WASHINGTON—On Tuesday, the U.S. Supreme Court granted a stay to a July 2020 decision by U.S. District Judge Theodore Chuang that suspended the Food and Drug Administration’s rule, which among other things, requires a woman to have an in-person doctor’s visit before undergoing a chemical (“medication”) abortion during the COVID-19 pandemic.
Under the FDA’s “Risk Evaluation and Mitigation Strategy” (REMS), only FDA-approved entities can distribute mifepristone.
Judge Chuang’s ruling would have allowed the abortion drug mifepristone, one of the two drugs that make up the medication abortion technique, to be delivered or mailed to a woman’s home during the pandemic.

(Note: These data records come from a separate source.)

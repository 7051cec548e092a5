use serde::{Deserialize, Serialize};
use std::collections::HashSet;
use std::net::{IpAddr, SocketAddr};

use super::cache::CacheConfig;
use super::errors::ConfigError;
use super::metrics::MetricsConfig;
use super::retry::RetryConfig;
use super::server::ServerConfig;

/// Validated snapshot consumed by the resolver facade. The engine never
/// reads configuration files itself; it accepts one of these.
#[derive(Debug, Clone, Deserialize, Serialize)]
pub struct ResolverConfig {
    /// Overall deadline per query (100..=30000).
    #[serde(default = "default_query_timeout_ms")]
    pub query_timeout_ms: u64,

    /// Batch admission slice size (1..=10000).
    #[serde(default = "default_max_concurrent_queries")]
    pub max_concurrent_queries: usize,

    /// When set, AAAA queries are issued alongside A and the results merged.
    #[serde(default = "default_true")]
    pub ipv6_enabled: bool,

    #[serde(default)]
    pub servers: Vec<ServerConfig>,

    #[serde(default)]
    pub cache: CacheConfig,

    #[serde(default)]
    pub retry: RetryConfig,

    #[serde(default)]
    pub metrics: MetricsConfig,
}

impl Default for ResolverConfig {
    fn default() -> Self {
        Self {
            servers: Vec::new(),
            cache: CacheConfig::default(),
            retry: RetryConfig::default(),
            metrics: MetricsConfig::default(),
            query_timeout_ms: default_query_timeout_ms(),
            max_concurrent_queries: default_max_concurrent_queries(),
            ipv6_enabled: true,
        }
    }
}

impl ResolverConfig {
    /// Load and validate a TOML configuration file.
    pub fn from_file(path: &str) -> Result<Self, ConfigError> {
        let contents = std::fs::read_to_string(path)
            .map_err(|e| ConfigError::FileRead(path.to_string(), e.to_string()))?;
        Self::from_toml_str(&contents)
    }

    pub fn from_toml_str(contents: &str) -> Result<Self, ConfigError> {
        let config: Self = toml::from_str(contents).map_err(|e| ConfigError::Parse(e.to_string()))?;
        config.validate()?;
        Ok(config)
    }

    pub fn save_to_file(&self, path: &str) -> Result<(), ConfigError> {
        let contents =
            toml::to_string_pretty(self).map_err(|e| ConfigError::Parse(e.to_string()))?;
        std::fs::write(path, contents)
            .map_err(|e| ConfigError::FileWrite(path.to_string(), e.to_string()))
    }

    /// Servers the channel may query, in configured order.
    pub fn enabled_servers(&self) -> impl Iterator<Item = &ServerConfig> {
        self.servers.iter().filter(|s| s.enabled)
    }

    pub fn validate(&self) -> Result<(), ConfigError> {
        self.validate_servers()?;
        self.validate_cache()?;
        self.validate_retry()?;
        self.validate_metrics()?;

        if !(100..=30_000).contains(&self.query_timeout_ms) {
            return Err(ConfigError::Validation(
                "Query timeout must be between 100ms and 30000ms".to_string(),
            ));
        }

        if !(1..=10_000).contains(&self.max_concurrent_queries) {
            return Err(ConfigError::Validation(
                "Max concurrent queries must be between 1 and 10000".to_string(),
            ));
        }

        Ok(())
    }

    fn validate_servers(&self) -> Result<(), ConfigError> {
        if self.servers.is_empty() {
            return Err(ConfigError::Validation(
                "At least one DNS server must be configured".to_string(),
            ));
        }

        let mut seen = HashSet::new();
        let mut any_enabled = false;

        for server in &self.servers {
            if server.address.parse::<IpAddr>().is_err() {
                return Err(ConfigError::Validation(format!(
                    "Invalid server IP address: {}",
                    server.address
                )));
            }

            if server.port == 0 {
                return Err(ConfigError::Validation(format!(
                    "Invalid server port for {}: 0",
                    server.address
                )));
            }

            if !(100..=10_000).contains(&server.timeout_ms) {
                return Err(ConfigError::Validation(format!(
                    "Invalid timeout for server {}: {}ms",
                    server.address, server.timeout_ms
                )));
            }

            if !(1..=100).contains(&server.weight) {
                return Err(ConfigError::Validation(format!(
                    "Invalid weight for server {}: {}",
                    server.address, server.weight
                )));
            }

            if !seen.insert(server.address.as_str()) {
                return Err(ConfigError::Validation(format!(
                    "Duplicate server address: {}",
                    server.address
                )));
            }

            any_enabled |= server.enabled;
        }

        if !any_enabled {
            return Err(ConfigError::Validation(
                "At least one server must be enabled".to_string(),
            ));
        }

        Ok(())
    }

    fn validate_cache(&self) -> Result<(), ConfigError> {
        if !self.cache.enabled {
            return Ok(());
        }

        if !(1..=86_400).contains(&self.cache.ttl_seconds) {
            return Err(ConfigError::Validation(
                "Cache TTL must be between 1 and 86400 seconds".to_string(),
            ));
        }

        if !(100..=1_000_000).contains(&self.cache.max_size) {
            return Err(ConfigError::Validation(
                "Cache max size must be between 100 and 1000000 entries".to_string(),
            ));
        }

        if self.cache.persistent && self.cache.cache_file.is_none() {
            return Err(ConfigError::Validation(
                "Persistent cache requires a cache_file path".to_string(),
            ));
        }

        Ok(())
    }

    fn validate_retry(&self) -> Result<(), ConfigError> {
        let retry = &self.retry;

        if !(1..=10).contains(&retry.max_attempts) {
            return Err(ConfigError::Validation(
                "Max retry attempts must be between 1 and 10".to_string(),
            ));
        }

        if !(50..=1000).contains(&retry.base_delay_ms) {
            return Err(ConfigError::Validation(
                "Base retry delay must be between 50ms and 1000ms".to_string(),
            ));
        }

        if retry.max_delay_ms < retry.base_delay_ms || retry.max_delay_ms > 10_000 {
            return Err(ConfigError::Validation(
                "Max retry delay must be between base delay and 10000ms".to_string(),
            ));
        }

        Ok(())
    }

    fn validate_metrics(&self) -> Result<(), ConfigError> {
        if !self.metrics.enabled {
            return Ok(());
        }

        if !(1..=3600).contains(&self.metrics.report_interval_seconds) {
            return Err(ConfigError::Validation(
                "Metrics report interval must be between 1 and 3600 seconds".to_string(),
            ));
        }

        if let Some(ref addr) = self.metrics.prometheus_address {
            if addr.parse::<SocketAddr>().is_err() {
                return Err(ConfigError::Validation(format!(
                    "Invalid Prometheus address: {}",
                    addr
                )));
            }
        }

        Ok(())
    }
}

/// Fluent construction for programmatic configuration.
#[derive(Debug, Default)]
pub struct ResolverConfigBuilder {
    config: ResolverConfig,
}

impl ResolverConfigBuilder {
    pub fn new() -> Self {
        Self::default()
    }

    pub fn server(mut self, server: ServerConfig) -> Self {
        self.config.servers.push(server);
        self
    }

    pub fn cache(mut self, cache: CacheConfig) -> Self {
        self.config.cache = cache;
        self
    }

    pub fn retry(mut self, retry: RetryConfig) -> Self {
        self.config.retry = retry;
        self
    }

    pub fn metrics(mut self, metrics: MetricsConfig) -> Self {
        self.config.metrics = metrics;
        self
    }

    pub fn query_timeout_ms(mut self, timeout_ms: u64) -> Self {
        self.config.query_timeout_ms = timeout_ms;
        self
    }

    pub fn max_concurrent_queries(mut self, max: usize) -> Self {
        self.config.max_concurrent_queries = max;
        self
    }

    pub fn ipv6_enabled(mut self, enabled: bool) -> Self {
        self.config.ipv6_enabled = enabled;
        self
    }

    /// Validates and returns the snapshot.
    pub fn build(self) -> Result<ResolverConfig, ConfigError> {
        self.config.validate()?;
        Ok(self.config)
    }
}

fn default_query_timeout_ms() -> u64 {
    5000
}

fn default_max_concurrent_queries() -> usize {
    100
}

fn default_true() -> bool {
    true
}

“We are pleased that the U.S. Supreme Court recognizes the serious nature of chemical abortions and the need for the FDA to have protocols in place to protect women from potentially life-threatening and devastating side effects,” said Carol Tobias, president of National Right to Life.
When the FDA approved mifepristone as an abortion method, REMS restrictions were put in place because women face potentially life-threatening complications that have been associated with the use of the drug. An FDA record of nearly two dozen deaths and thousands of complications, including “adverse events” such as serious infections, severe hemorrhage, and the rupture of undiscovered ectopic pregnancies, has proved that the REMS restrictions are necessary to protect women.
“Chemical abortions put at risk healthy women who are pregnant with healthy babies,” said Tobias. “Women are not guinea pigs and putting them at risk so abortion activists can score political points is abhorrent.”